**YOUR OBJECTIVE:** Copy out all the lines of the data that hold the word "notified".

........

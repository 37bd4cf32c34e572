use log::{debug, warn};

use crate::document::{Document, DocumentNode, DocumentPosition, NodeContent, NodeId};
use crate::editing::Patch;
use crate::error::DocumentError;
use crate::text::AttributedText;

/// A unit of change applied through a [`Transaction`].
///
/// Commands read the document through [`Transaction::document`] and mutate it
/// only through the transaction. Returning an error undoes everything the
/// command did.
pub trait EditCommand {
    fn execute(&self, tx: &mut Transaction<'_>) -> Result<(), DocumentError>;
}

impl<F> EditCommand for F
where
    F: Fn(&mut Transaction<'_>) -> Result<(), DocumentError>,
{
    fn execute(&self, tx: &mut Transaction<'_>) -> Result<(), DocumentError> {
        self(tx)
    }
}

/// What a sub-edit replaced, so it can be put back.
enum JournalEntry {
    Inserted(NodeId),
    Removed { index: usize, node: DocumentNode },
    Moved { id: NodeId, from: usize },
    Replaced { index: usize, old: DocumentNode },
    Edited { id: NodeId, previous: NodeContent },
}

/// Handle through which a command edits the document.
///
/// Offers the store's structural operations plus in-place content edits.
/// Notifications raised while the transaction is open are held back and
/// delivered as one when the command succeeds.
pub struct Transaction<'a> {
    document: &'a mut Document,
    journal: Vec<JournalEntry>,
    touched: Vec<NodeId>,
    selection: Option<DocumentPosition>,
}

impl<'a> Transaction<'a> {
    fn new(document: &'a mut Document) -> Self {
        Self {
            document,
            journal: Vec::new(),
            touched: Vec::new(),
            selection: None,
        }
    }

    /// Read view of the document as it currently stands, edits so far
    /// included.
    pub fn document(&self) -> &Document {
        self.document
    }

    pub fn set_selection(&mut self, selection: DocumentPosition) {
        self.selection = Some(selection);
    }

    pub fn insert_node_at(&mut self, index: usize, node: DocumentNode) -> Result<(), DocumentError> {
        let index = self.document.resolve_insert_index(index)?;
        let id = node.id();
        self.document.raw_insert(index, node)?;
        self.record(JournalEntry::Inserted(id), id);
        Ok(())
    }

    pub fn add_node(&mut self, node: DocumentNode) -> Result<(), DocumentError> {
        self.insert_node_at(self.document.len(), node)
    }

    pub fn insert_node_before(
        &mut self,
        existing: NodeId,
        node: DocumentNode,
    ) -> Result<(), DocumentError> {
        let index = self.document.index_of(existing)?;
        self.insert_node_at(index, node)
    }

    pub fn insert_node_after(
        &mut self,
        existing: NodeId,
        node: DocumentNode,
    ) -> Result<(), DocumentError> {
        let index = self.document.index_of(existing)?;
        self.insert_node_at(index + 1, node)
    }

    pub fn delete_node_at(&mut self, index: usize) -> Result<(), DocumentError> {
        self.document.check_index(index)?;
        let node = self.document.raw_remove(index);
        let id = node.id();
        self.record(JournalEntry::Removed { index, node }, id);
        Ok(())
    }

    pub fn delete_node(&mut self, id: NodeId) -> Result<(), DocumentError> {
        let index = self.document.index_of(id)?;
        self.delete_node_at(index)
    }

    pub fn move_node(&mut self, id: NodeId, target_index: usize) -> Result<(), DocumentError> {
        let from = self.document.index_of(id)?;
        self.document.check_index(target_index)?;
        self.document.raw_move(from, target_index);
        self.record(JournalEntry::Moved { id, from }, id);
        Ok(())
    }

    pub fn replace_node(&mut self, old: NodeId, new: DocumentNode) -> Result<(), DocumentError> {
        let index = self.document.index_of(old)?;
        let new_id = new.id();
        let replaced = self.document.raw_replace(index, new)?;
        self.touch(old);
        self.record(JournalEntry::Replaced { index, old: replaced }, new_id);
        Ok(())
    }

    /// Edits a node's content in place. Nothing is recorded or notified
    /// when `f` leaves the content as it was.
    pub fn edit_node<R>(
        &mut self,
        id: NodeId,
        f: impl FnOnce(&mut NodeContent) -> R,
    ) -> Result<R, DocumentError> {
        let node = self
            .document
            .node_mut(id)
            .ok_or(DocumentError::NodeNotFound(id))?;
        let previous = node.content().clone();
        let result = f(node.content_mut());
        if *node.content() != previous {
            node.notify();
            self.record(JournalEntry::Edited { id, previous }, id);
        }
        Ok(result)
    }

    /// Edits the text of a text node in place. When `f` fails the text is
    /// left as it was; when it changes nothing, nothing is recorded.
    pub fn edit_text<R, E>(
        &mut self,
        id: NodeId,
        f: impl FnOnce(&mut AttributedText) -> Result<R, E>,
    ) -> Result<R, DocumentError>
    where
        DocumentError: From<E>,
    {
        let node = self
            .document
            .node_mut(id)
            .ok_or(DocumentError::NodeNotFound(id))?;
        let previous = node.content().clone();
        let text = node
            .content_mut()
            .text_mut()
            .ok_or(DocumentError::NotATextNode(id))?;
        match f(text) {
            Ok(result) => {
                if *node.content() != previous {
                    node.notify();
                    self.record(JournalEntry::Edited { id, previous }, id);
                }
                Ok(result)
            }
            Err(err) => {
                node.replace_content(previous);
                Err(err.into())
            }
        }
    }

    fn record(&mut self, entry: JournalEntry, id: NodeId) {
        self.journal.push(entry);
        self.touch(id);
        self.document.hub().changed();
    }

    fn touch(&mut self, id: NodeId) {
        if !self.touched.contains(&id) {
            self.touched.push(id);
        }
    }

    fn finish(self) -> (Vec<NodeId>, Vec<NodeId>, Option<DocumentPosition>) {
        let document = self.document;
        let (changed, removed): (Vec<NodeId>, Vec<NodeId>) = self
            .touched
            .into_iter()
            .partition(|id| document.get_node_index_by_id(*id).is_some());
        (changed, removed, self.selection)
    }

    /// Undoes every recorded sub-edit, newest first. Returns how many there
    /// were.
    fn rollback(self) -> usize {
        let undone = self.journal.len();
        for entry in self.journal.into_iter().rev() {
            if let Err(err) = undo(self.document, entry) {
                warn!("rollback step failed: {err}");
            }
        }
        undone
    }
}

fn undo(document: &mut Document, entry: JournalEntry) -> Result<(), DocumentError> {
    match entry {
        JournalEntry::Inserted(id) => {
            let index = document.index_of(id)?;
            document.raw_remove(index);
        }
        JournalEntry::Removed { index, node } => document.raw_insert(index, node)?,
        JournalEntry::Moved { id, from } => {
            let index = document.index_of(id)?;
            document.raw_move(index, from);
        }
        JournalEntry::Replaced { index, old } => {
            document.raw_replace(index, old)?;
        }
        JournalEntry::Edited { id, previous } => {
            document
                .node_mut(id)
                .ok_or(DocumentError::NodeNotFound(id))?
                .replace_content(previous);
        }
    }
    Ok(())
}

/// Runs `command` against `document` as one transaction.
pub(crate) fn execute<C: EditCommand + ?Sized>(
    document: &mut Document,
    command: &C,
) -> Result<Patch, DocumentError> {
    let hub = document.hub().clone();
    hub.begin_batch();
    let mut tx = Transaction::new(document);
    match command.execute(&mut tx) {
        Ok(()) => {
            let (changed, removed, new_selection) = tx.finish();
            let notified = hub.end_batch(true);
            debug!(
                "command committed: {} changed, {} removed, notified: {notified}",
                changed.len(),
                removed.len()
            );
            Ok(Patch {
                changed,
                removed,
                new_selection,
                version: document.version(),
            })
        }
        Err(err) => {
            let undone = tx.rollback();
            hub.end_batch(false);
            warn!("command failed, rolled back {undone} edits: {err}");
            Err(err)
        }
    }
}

........

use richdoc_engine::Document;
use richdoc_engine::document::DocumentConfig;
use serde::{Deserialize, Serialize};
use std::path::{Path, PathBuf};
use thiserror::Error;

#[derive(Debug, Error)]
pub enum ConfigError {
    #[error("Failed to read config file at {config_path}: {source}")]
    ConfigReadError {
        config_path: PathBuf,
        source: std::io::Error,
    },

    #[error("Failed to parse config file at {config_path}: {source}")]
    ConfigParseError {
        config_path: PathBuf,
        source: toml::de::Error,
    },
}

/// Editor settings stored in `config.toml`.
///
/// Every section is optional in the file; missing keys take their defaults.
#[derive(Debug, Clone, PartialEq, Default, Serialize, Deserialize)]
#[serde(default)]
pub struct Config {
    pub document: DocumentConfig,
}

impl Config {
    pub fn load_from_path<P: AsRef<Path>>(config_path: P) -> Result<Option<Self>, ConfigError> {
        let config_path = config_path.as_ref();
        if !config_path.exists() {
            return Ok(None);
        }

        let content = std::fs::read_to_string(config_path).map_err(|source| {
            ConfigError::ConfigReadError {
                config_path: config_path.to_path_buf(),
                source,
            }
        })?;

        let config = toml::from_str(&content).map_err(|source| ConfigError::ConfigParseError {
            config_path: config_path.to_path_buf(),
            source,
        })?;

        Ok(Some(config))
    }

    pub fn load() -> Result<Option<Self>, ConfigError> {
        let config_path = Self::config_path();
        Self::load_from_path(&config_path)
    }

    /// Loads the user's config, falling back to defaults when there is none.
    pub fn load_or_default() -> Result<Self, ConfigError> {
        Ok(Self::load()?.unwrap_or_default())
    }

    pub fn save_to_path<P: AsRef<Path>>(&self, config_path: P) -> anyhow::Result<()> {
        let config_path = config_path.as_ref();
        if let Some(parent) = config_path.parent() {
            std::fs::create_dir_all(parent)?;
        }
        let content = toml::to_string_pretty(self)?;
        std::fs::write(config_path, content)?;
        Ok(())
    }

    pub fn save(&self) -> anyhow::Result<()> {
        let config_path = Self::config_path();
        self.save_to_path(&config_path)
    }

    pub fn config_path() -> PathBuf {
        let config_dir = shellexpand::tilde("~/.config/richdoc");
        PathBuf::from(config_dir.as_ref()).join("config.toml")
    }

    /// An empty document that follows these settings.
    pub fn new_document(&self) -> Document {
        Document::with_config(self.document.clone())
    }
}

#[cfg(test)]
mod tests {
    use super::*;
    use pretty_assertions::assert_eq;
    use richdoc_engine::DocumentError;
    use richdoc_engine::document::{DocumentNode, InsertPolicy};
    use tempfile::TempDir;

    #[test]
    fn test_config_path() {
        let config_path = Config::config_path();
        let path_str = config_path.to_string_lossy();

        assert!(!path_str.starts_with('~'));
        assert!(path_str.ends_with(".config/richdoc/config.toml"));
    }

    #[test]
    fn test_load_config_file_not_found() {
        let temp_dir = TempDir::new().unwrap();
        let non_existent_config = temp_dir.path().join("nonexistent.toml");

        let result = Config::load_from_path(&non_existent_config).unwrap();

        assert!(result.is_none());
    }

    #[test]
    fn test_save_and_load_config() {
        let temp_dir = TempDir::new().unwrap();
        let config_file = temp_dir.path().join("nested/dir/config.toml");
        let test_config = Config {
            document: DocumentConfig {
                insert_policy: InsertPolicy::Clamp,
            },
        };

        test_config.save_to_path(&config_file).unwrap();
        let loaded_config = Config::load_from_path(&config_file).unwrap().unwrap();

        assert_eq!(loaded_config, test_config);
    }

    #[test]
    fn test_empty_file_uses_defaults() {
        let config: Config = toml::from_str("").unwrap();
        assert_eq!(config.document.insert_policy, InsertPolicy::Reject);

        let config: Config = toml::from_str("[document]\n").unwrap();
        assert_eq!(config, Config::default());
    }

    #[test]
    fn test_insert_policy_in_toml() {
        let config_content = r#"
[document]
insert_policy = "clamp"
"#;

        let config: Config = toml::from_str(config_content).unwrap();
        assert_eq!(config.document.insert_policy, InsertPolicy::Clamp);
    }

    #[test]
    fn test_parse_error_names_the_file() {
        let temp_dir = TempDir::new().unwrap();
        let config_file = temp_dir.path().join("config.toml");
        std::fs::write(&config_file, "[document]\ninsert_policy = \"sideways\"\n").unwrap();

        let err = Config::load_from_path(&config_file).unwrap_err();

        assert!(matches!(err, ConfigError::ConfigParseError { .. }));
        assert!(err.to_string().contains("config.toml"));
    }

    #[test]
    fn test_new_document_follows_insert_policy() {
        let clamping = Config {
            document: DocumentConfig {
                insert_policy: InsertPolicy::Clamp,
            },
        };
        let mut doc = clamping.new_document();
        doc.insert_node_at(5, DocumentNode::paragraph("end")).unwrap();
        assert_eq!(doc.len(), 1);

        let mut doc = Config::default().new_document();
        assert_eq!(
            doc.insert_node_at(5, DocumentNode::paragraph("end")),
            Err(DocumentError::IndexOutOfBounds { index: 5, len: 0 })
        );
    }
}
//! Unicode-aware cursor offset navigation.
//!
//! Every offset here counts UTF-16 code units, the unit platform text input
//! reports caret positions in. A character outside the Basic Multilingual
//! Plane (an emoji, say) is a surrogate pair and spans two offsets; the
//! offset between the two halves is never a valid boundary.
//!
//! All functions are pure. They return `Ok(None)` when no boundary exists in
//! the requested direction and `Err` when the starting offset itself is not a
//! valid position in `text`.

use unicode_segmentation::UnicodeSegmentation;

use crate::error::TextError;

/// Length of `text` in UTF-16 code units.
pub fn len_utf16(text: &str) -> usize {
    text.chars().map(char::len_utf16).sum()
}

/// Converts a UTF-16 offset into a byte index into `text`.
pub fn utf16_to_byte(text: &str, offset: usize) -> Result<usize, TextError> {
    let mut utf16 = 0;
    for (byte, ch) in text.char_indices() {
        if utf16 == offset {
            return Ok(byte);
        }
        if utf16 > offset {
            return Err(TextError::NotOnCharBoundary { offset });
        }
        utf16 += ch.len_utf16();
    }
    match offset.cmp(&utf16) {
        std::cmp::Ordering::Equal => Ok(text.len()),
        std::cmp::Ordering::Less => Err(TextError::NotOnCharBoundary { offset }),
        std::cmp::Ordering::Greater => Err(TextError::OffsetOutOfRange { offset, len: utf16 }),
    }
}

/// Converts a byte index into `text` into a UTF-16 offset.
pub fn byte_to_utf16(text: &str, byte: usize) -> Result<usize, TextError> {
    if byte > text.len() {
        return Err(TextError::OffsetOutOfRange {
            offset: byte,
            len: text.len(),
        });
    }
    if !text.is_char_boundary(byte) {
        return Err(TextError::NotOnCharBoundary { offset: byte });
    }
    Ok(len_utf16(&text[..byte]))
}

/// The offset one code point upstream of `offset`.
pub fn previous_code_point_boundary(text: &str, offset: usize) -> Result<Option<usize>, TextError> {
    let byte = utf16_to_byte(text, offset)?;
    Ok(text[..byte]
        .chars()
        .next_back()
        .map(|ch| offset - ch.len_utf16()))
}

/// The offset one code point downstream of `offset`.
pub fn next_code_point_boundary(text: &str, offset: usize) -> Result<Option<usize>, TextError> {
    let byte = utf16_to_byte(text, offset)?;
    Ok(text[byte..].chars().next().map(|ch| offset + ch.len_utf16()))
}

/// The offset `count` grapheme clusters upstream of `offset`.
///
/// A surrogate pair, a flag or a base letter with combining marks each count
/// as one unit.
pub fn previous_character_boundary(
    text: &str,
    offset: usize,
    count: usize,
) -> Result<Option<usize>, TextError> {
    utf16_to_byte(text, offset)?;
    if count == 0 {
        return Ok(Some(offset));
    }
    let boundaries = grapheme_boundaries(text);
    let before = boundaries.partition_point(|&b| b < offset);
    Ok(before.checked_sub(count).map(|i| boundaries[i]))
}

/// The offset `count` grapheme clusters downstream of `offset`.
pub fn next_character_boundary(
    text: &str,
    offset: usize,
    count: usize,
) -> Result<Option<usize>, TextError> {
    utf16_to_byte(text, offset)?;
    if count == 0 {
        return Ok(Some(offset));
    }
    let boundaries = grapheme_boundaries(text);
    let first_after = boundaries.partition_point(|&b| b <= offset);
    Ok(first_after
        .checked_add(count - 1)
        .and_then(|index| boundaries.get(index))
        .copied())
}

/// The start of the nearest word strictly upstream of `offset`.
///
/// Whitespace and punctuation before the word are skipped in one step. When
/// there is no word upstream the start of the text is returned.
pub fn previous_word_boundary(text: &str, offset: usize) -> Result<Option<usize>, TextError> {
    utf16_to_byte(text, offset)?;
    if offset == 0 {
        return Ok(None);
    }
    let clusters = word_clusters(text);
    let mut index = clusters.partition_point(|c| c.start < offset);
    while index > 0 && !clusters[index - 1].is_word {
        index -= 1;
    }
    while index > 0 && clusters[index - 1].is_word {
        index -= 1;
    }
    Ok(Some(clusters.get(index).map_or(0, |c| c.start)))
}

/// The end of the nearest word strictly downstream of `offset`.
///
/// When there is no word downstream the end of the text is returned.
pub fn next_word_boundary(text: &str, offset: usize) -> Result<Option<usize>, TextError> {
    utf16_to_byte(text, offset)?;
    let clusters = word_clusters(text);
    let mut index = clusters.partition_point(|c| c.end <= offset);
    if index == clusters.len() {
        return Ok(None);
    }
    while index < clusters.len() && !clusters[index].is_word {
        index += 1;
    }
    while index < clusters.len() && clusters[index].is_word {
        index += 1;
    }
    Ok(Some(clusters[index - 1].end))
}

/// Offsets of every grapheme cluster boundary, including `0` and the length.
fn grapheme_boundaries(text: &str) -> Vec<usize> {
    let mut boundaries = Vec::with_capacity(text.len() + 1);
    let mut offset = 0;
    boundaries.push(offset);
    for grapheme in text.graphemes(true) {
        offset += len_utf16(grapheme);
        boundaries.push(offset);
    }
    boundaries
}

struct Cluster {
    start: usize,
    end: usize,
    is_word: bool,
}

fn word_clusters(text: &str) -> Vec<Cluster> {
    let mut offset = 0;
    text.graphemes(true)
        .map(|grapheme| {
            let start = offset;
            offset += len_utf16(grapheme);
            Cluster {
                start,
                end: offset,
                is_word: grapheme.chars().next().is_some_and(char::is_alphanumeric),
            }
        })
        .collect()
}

........

**THE COMPLETED TASK:**
    /// Edits a node's content in place. Nothing is recorded or notified
            let notified = hub.end_batch(true);
                "command committed: {} changed, {} removed, notified: {notified}",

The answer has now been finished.